Canalblog
Editer l'article Suivre ce blog Administration + Créer mon blog
Shangols
REALISATEURS
GODARD Jean-Luc 1 2
 
 
 

 
 
 
 
 
 
 
 
 
14 février 2023

El Chuncho (Quién sabe ?) de Damiano Damiani - 1966

critique-el-chuncho-damiani

Un vrai bonheur que ce western-spaghetti teinté d'indignation politique bien de son époque (on est dans les années 60). Très dans la veine de Sergio Leone, mais n'ayant pas à rougir devant le maître, Damiani réussit quelques scènes franchement formidables, grâce à son sens de l'espace épatant, à ses brillants acteurs, et à son ton entre virulence politique et violence extrême qu'il mêle d'un humour très caustique. Il y a dans ce portrait de la révolution mexicaine quelque chose de cynique de la part du scénariste : El Chuncho est un bandit révolutionnaire, volant des armes et assassinant des soldats pour la cause... sauf que sa conscience politique s'arrête là où sa stupidité commence. Inculte, bête, paillard, il regarde se dérouler l'Histoire sous ses yeux, convaincu de contribuer à la fabriquer, mais il est en fait plus préoccupé par son statut de héros et par les fêtes tonitruantes qu'il organise pour fêter ses victoires.
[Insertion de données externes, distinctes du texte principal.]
//! Error types for fastbloom operations.
//!
//! Only two things can go wrong in this crate: a filter is configured with
//! parameters that cannot describe a working filter, or a serialized frame
//! cannot be decoded. Membership operations never fail, and false positives
//! are a statistical property of the structure, not an error.
//!
//! # Error Propagation
//!
//! ```
//! use fastbloom::{BloomError, Result};
//! use fastbloom::core::params::{optimal_k, optimal_m};
//!
//! fn dimensions(n: usize, fp: f64) -> Result<(usize, usize)> {
//!     let m = optimal_m(n, fp)?;
//!     let k = optimal_k(fp)?;
//!     Ok((m, k))
//! }
//!
//! assert_eq!(dimensions(100, 0.1).unwrap(), (480, 4));
//! assert!(matches!(
//!     dimensions(100, 1.5),
//!     Err(BloomError::FalsePositiveRateOutOfBounds { .. })
//! ));
//! ```

#![allow(clippy::module_name_repetitions)]

use std::fmt;

use crate::codec::FrameError;

/// Result type alias for fastbloom operations.
pub type Result<T> = std::result::Result<T, BloomError>;

/// Errors that can occur while building or decoding a Bloom filter.
///
/// Configuration variants are reported synchronously by constructors and the
/// builder; no partially constructed filter is ever returned. [`BloomError::Decode`]
/// is reported by the codec and never touches any existing filter.
#[derive(Debug, Clone, PartialEq)]
pub enum BloomError {
    /// Filter parameters are individually valid but do not describe a
    /// usable filter (for example a bit count that overflows memory).
    InvalidParameters {
        /// Human-readable description of what's invalid.
        message: String,
    },

    /// False positive rate outside the open interval (0, 1).
    ///
    /// NaN is rejected through this variant as well.
    FalsePositiveRateOutOfBounds {
        /// The rejected rate.
        fp_rate: f64,
    },

    /// Bit array size is zero.
    InvalidFilterSize {
        /// The rejected size in bits.
        size: usize,
    },

    /// Number of hash probes is zero.
    InvalidHashCount {
        /// The rejected probe count.
        count: usize,
    },

    /// A serialized frame or envelope could not be decoded.
    Decode(FrameError),
}

impl fmt::Display for BloomError {
    fn fmt(&self, f: &mut fmt::Formatter<'_>) -> fmt::Result {
        match self {
            Self::InvalidParameters { message } => {
                write!(f, "Invalid Bloom filter parameters: {}.", message)
            }
            Self::FalsePositiveRateOutOfBounds { fp_rate } => {
                write!(
                    f,
                    "False positive rate {} is out of bounds. Must be in range (0, 1).",
                    fp_rate
                )
            }
            Self::InvalidFilterSize { size } => {
                write!(
                    f,
                    "Invalid filter size: {} bits. Must be greater than 0.",
                    size
                )
            }
            Self::InvalidHashCount { count } => {
                write!(
                    f,
                    "Invalid hash function count: {}. At least one probe is required.",
                    count
                )
            }
            Self::Decode(err) => write!(f, "Failed to decode Bloom filter: {}.", err),
        }
    }
}

impl std::error::Error for BloomError {
    fn source(&self) -> Option<&(dyn std::error::Error + 'static)> {
        match self {
            Self::Decode(err) => Some(err),
            _ => None,
        }
    }
}

impl From<FrameError> for BloomError {
    fn from(err: FrameError) -> Self {
        Self::Decode(err)
    }
}

impl BloomError {
    /// Create an `InvalidParameters` error with a formatted message.
    #[must_use]
    pub fn invalid_parameters(message: impl Into<String>) -> Self {
        Self::InvalidParameters {
            message: message.into(),
        }
    }

    /// Create a `FalsePositiveRateOutOfBounds` error.
    #[must_use]
    pub fn fp_rate_out_of_bounds(fp_rate: f64) -> Self {
        Self::FalsePositiveRateOutOfBounds { fp_rate }
    }

    /// Create an `InvalidFilterSize` error.
    #[must_use]
    pub fn invalid_filter_size(size: usize) -> Self {
        Self::InvalidFilterSize { size }
    }

    /// Create an `InvalidHashCount` error.
    #[must_use]
    pub fn invalid_hash_count(count: usize) -> Self {
        Self::InvalidHashCount { count }
    }

    /// Returns `true` for errors raised while configuring a filter.
    #[must_use]
    pub fn is_config(&self) -> bool {
        !self.is_decode()
    }

    /// Returns `true` for errors raised while decoding a serialized filter.
    #[must_use]
    pub fn is_decode(&self) -> bool {
        matches!(self, Self::Decode(_))
    }
}

#[cfg(test)]
mod tests {
    use super::*;

    #[test]
    fn test_error_display_invalid_parameters() {
        let err = BloomError::invalid_parameters("m overflows usize");
        let display = format!("{err}");
        assert!(display.contains("Invalid Bloom filter parameters"));
        assert!(display.contains("m overflows usize"));
        assert!(display.ends_with('.'));
    }

    #[test]
    fn test_error_display_fp_rate_out_of_bounds() {
        let err = BloomError::fp_rate_out_of_bounds(1.5);
        let display = format!("{err}");
        assert!(display.contains("1.5"));
        assert!(display.contains("(0, 1)"));
    }

    #[test]
    fn test_error_display_invalid_filter_size() {
        let display = format!("{}", BloomError::invalid_filter_size(0));
        assert!(display.contains("0 bits"));
    }

    #[test]
    fn test_error_display_invalid_hash_count() {
        let display = format!("{}", BloomError::invalid_hash_count(0));
        assert!(display.contains("hash function count: 0"));
    }

    #[test]
    fn test_decode_error_wraps_frame_error() {
        let err: BloomError = FrameError::TruncatedFrame {
            expected: 18,
            actual: 3,
        }
        .into();
        assert!(err.is_decode());
        assert!(!err.is_config());

        let source = std::error::Error::source(&err).expect("decode errors carry a source");
        assert!(source.to_string().contains("expected at least 18 bytes"));
    }

    #[test]
    fn test_config_errors_have_no_source() {
        let err = BloomError::fp_rate_out_of_bounds(0.0);
        assert!(err.is_config());
        assert!(std::error::Error::source(&err).is_none());
    }

    #[test]
    fn test_error_propagation_with_question_mark() {
        fn inner() -> Result<()> {
            Err(BloomError::invalid_filter_size(0))
        }

        fn outer() -> Result<()> {
            inner()?;
            Ok(())
        }

        assert_eq!(outer(), Err(BloomError::InvalidFilterSize { size: 0 }));
    }
}
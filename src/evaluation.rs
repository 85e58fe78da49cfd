//! Test-split evaluation and regression metrics

use std::fmt;

use candle_core::{DType, Module};
use serde::{Deserialize, Serialize};
use tracing::{info, instrument};

use crate::config::EvaluationConfig;
use crate::data::{RemainderPolicy, TensorDataset};
use crate::error::{Error, Result};

/// Predicted and true values in sample order
#[derive(Debug, Clone, Default, PartialEq, Serialize, Deserialize)]
pub struct Predictions {
    /// Model outputs
    pub predicted: Vec<f64>,
    /// Ground-truth labels
    pub actual: Vec<f64>,
}

impl Predictions {
    /// Pair predicted with true values
    pub fn new(predicted: Vec<f64>, actual: Vec<f64>) -> Result<Self> {
        if predicted.len() != actual.len() {
            return Err(Error::invalid_input(format!(
                "{} predictions for {} labels",
                predicted.len(),
                actual.len()
            )));
        }
        Ok(Self { predicted, actual })
    }

    /// Absolute error per sample
    pub fn absolute_errors(&self) -> Vec<f64> {
        self.actual
            .iter()
            .zip(&self.predicted)
            .map(|(t, p)| (t - p).abs())
            .collect()
    }

    /// Number of samples
    pub fn len(&self) -> usize {
        self.actual.len()
    }

    /// Whether there are no samples
    pub fn is_empty(&self) -> bool {
        self.actual.is_empty()
    }
}

/// Regression quality metrics
#[derive(Debug, Clone, Copy, PartialEq, Serialize, Deserialize)]
pub struct RegressionMetrics {
    /// Mean squared error
    pub mse: f64,
    /// Root mean squared error
    pub rmse: f64,
    /// Mean absolute error
    pub mae: f64,
    /// Coefficient of determination
    pub r2: f64,
}

impl RegressionMetrics {
    /// Compute metrics over paired predictions.
    ///
    /// R² is kept finite when the labels are constant: 1.0 for a perfect
    /// fit, 0.0 otherwise.
    pub fn compute(predictions: &Predictions) -> Result<Self> {
        if predictions.is_empty() {
            return Err(Error::invalid_input("Cannot compute metrics without samples"));
        }
        let n = predictions.len() as f64;

        let (ss_res, abs_sum) = predictions
            .actual
            .iter()
            .zip(&predictions.predicted)
            .fold((0.0, 0.0), |(sq, abs), (t, p)| {
                let diff = t - p;
                (sq + diff * diff, abs + diff.abs())
            });

        let mean = predictions.actual.iter().sum::<f64>() / n;
        let ss_tot: f64 = predictions.actual.iter().map(|t| (t - mean).powi(2)).sum();

        let r2 = if ss_tot == 0.0 {
            if ss_res == 0.0 {
                1.0
            } else {
                0.0
            }
        } else {
            1.0 - ss_res / ss_tot
        };

        let mse = ss_res / n;
        Ok(Self {
            mse,
            rmse: mse.sqrt(),
            mae: abs_sum / n,
            r2,
        })
    }
}

impl fmt::Display for RegressionMetrics {
    fn fmt(&self, f: &mut fmt::Formatter<'_>) -> fmt::Result {
        writeln!(f, "R^2 Score: {:.4}", self.r2)?;
        writeln!(f, "MSE: {:.4}", self.mse)?;
        writeln!(f, "RMSE: {:.4}", self.rmse)?;
        write!(f, "MAE: {:.4}", self.mae)
    }
}

/// Predictions and metrics for one split
#[derive(Debug, Clone, Serialize, Deserialize)]
pub struct Evaluation {
    pub predictions: Predictions,
    pub metrics: RegressionMetrics,
}

/// Runs a trained model over a split without gradient tracking
#[derive(Debug, Clone)]
pub struct Evaluator {
    batch_size: usize,
    remainder: RemainderPolicy,
}

impl Evaluator {
    /// Create an evaluator
    pub fn new(config: &EvaluationConfig) -> Result<Self> {
        if config.batch_size == 0 {
            return Err(Error::config("Evaluation batch size must be greater than 0"));
        }
        Ok(Self {
            batch_size: config.batch_size,
            remainder: config.remainder,
        })
    }

    /// Predict every batch of `data` and compute metrics
    #[instrument(skip_all, fields(samples = data.len()))]
    pub fn evaluate<M: Module + ?Sized>(&self, model: &M, data: &TensorDataset) -> Result<Evaluation> {
        let mut predicted = Vec::with_capacity(data.len());
        let mut actual = Vec::with_capacity(data.len());

        for batch in data.batches(self.batch_size, self.remainder) {
            let batch = batch?;
            let outputs = model.forward(&batch.inputs)?.detach();
            predicted.extend(outputs.flatten_all()?.to_dtype(DType::F64)?.to_vec1::<f64>()?);
            actual.extend(batch.targets.to_dtype(DType::F64)?.to_vec1::<f64>()?);
        }

        let predictions = Predictions::new(predicted, actual)?;
        let metrics = RegressionMetrics::compute(&predictions)?;
        info!(
            "Evaluated {} samples: R^2 {:.4}, MSE {:.4}, RMSE {:.4}, MAE {:.4}",
            predictions.len(),
            metrics.r2,
            metrics.mse,
            metrics.rmse,
            metrics.mae
        );

        Ok(Evaluation {
            predictions,
            metrics,
        })
    }
}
Au cours d'un de ces coups, il croise la route d'El Nino, un mercenaire américain aussi élégant que madré, qui va utiliser notre homme pour parvenir à ses fins : s'enrichir sans vergogne. Un mariage de la carpe et du lapin, ou plutôt du cow-boy stupide traditionnel et du cow-boy malin comme un renard à la Clint Eastwood. Classique duo mal assorti, mais qui peu à peu va se changer en une étonnante amitié de la part de Chuncho. Amitié qui va malheureusement se heurter aux modalités de la cupidité.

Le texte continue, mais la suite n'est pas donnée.